A number of European Union countries including Germany, Italy and France have chosen to suspend their rollouts of the shot over unconfirmed reports of an increased rate of blood clots among recipients.
So far, the EMA and World Health Organization have said there is no evidence the vaccine is to blame.
Head of EMA Emer Cook said on Tuesday that the regulator remained “firmly convinced” the benefit of continuing to use the AstraZeneca COVID-19 vaccine outweighed the risks.
Cooke said this was not an “unexpected” situation when millions of people are being vaccinated, and thousands develop blood clots each year.
“Our role at the EMA is to evaluate these, to make sure that any suspected adverse reactions are rapidly investigated so we can figure out, is this a real side effect to the vaccine or is it a coincidence,” she said.
The EMA could also issue an “additional warning” for the use of the vaccine, Cooke said.
EU countries seek quick thaw
Even before Thursday’s announcement by Europe’s watchdog, the president of the European Commission made it clear that the AstraZeneca vaccine will remain a pillar of the EU’s vaccine strategy.
“I trust AstraZeneca, I trust the vaccines,” Ursula von der Leyen said.
Almost as soon as France’s president froze the vaccinations Monday, top French officials started worrying about the impact on public opinion in a country where many already viewed the AstraZeneca vaccine as second-class.
The government now hopes to announce resumed vaccinations as soon as Thursday.
French Prime Minister Jean Castex, who at 55 and with no known underlying health problems is not yet eligible for vaccination, said on national television Tuesday night that “it would be wise that I get vaccinated very quickly, as soon as the suspension is, I hope, lifted.”
Castex said he wants to demonstrate to his fellow citizens “that vaccination is the exit door from this crisis.”
Italy is toeing a similar line. Health Minister Roberto Speranza says European countries are hoping that the EMA on Thursday will deliver “the clarifications and reassurances necessary” to be able to resume administering the AstraZeneca vaccine “without hesitation.”
In Germany, where eight cases of blood clots are under investigation, officials defended the decision to suspend vaccinations pending further investigation, but appeared ready to resume them soon. Health Ministry spokesman Hanno Kautz said, “It’s clear that the EMA decision is binding, and of course we will follow the EMA decision too.”
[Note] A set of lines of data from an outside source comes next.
//! 块缓存的后台线程:
//!
//! - `cache_accesses`: 最近访问时钟, 周期性地调用 [`BlockCache::age_slots`]
//! - `cache_refresh`: 周期性地写回脏槽位
//! - `read_ahead`: 不断检查是否有等待中的预读请求
//!
//! 它们与前台请求走同一套槽位锁协议, 没有任何特殊处理.

use std::{
    sync::{
        atomic::{AtomicBool, Ordering},
        Arc,
    },
    thread::{self, JoinHandle},
    time::Duration,
};

use log::info;

use super::BlockCache;
use crate::config::CacheConfig;

pub struct CacheDaemon {
    stop: Arc<AtomicBool>,
    handles: Vec<JoinHandle<()>>,
}

impl CacheDaemon {
    /// 按照 config 启动后台线程, config 中未启用的线程不会被创建
    pub fn spawn(cache: &Arc<BlockCache>, config: &CacheConfig) -> Self {
        let stop = Arc::new(AtomicBool::new(false));
        let mut handles = Vec::new();

        if let Some(interval) = config.recency_interval {
            handles.push(periodic("cache_accesses", cache, &stop, interval, |cache| {
                cache.age_slots()
            }));
        }
        if let Some(interval) = config.flush_interval {
            handles.push(periodic("cache_refresh", cache, &stop, interval, |cache| {
                cache.flush_dirty();
            }));
        }
        if config.read_ahead {
            let idle = config.read_ahead_idle;
            handles.push(spawn_named("read_ahead", cache, &stop, move |cache, stop| {
                while !stop.load(Ordering::Acquire) {
                    if !cache.prefetch() {
                        thread::park_timeout(idle);
                    }
                }
            }));
        }

        info!("cache daemon started with {} thread(s)", handles.len());
        Self { stop, handles }
    }

    pub fn threads(&self) -> usize {
        self.handles.len()
    }

    /// 通知所有后台线程退出并等待它们结束
    pub fn shutdown(mut self) {
        self.stop_all();
    }

    fn stop_all(&mut self) {
        if self.handles.is_empty() {
            return;
        }
        self.stop.store(true, Ordering::Release);
        for handle in self.handles.drain(..) {
            handle.thread().unpark();
            if handle.join().is_err() {
                log::error!("cache daemon thread panicked");
            }
        }
        info!("cache daemon stopped");
    }
}

impl Drop for CacheDaemon {
    fn drop(&mut self) {
        self.stop_all();
    }
}

fn periodic(
    name: &str,
    cache: &Arc<BlockCache>,
    stop: &Arc<AtomicBool>,
    interval: Duration,
    tick: impl Fn(&BlockCache) + Send + 'static,
) -> JoinHandle<()> {
    spawn_named(name, cache, stop, move |cache, stop| {
        while !stop.load(Ordering::Acquire) {
            tick(cache);
            thread::park_timeout(interval);
        }
    })
}

fn spawn_named(
    name: &str,
    cache: &Arc<BlockCache>,
    stop: &Arc<AtomicBool>,
    body: impl FnOnce(&BlockCache, &AtomicBool) + Send + 'static,
) -> JoinHandle<()> {
    let cache = Arc::clone(cache);
    let stop = Arc::clone(stop);
    thread::Builder::new()
        .name(name.to_string())
        .spawn(move || body(&cache, &stop))
        .expect("failed to spawn cache daemon thread")
}

#[cfg(test)]
mod tests {
    use super::*;
    use crate::device::MemDevice;
    use std::time::Instant;

    fn wait_for(mut done: impl FnMut() -> bool) -> bool {
        let deadline = Instant::now() + Duration::from_secs(5);
        while Instant::now() < deadline {
            if done() {
                return true;
            }
            thread::sleep(Duration::from_millis(1));
        }
        false
    }

    #[test]
    fn read_ahead_thread_prefetches() {
        let cache = Arc::new(BlockCache::new(Arc::new(MemDevice::new(32)), 8));
        let daemon = CacheDaemon::spawn(&cache, &CacheConfig::manual(8).with_read_ahead(true));
        assert_eq!(daemon.threads(), 1);
        drop(cache.read(10));
        assert!(wait_for(|| cache.contains(11)));
        daemon.shutdown();
    }

    #[test]
    fn refresh_thread_writes_back() {
        let device = Arc::new(MemDevice::new(32));
        let cache = Arc::new(BlockCache::new(device.clone(), 8));
        let config = CacheConfig {
            flush_interval: Some(Duration::from_millis(1)),
            ..CacheConfig::manual(8)
        };
        let daemon = CacheDaemon::spawn(&cache, &config);
        cache.write(3).data_mut()[0] = 9;
        assert!(wait_for(|| device.snapshot(3)[0] == 9));
        daemon.shutdown();
    }

    #[test]
    fn clock_thread_ages_slots() {
        let cache = Arc::new(BlockCache::new(Arc::new(MemDevice::new(32)), 8));
        drop(cache.read(1));
        let config = CacheConfig {
            recency_interval: Some(Duration::from_millis(1)),
            ..CacheConfig::manual(8)
        };
        let daemon = CacheDaemon::spawn(&cache, &config);
        assert!(wait_for(|| cache.recency_of(1) == Some(0)));
        daemon.shutdown();
    }
}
Lithuania’s president criticised its health minister’s decision to suspend the shots, saying it causes “enormous damage to the entire vaccination process.”
Amós García, president of the Spanish Vaccinology Association, said it will be difficult for governments to rebuild trust in the overall coronavirus vaccination programme, no matter what the EMA announces.
“The problem when a vaccine is put in doubt is not that it affects that vaccine, but that it affects the whole vaccination world,” he said.
“Possibly there has been an excess of zeal” among governments like Spain’s that suspended vaccinations, he said. But he praised Europe’s vaccine surveillance systems for quickly identifying and investigating the blood clot issues. Spain is examining three such cases.
Spanish Health Minister Carolina Darias defended the decision to put a hold on the AstraZeneca vaccine, saying it is necessary to “continue building confidence” in efforts to fight COVID-19.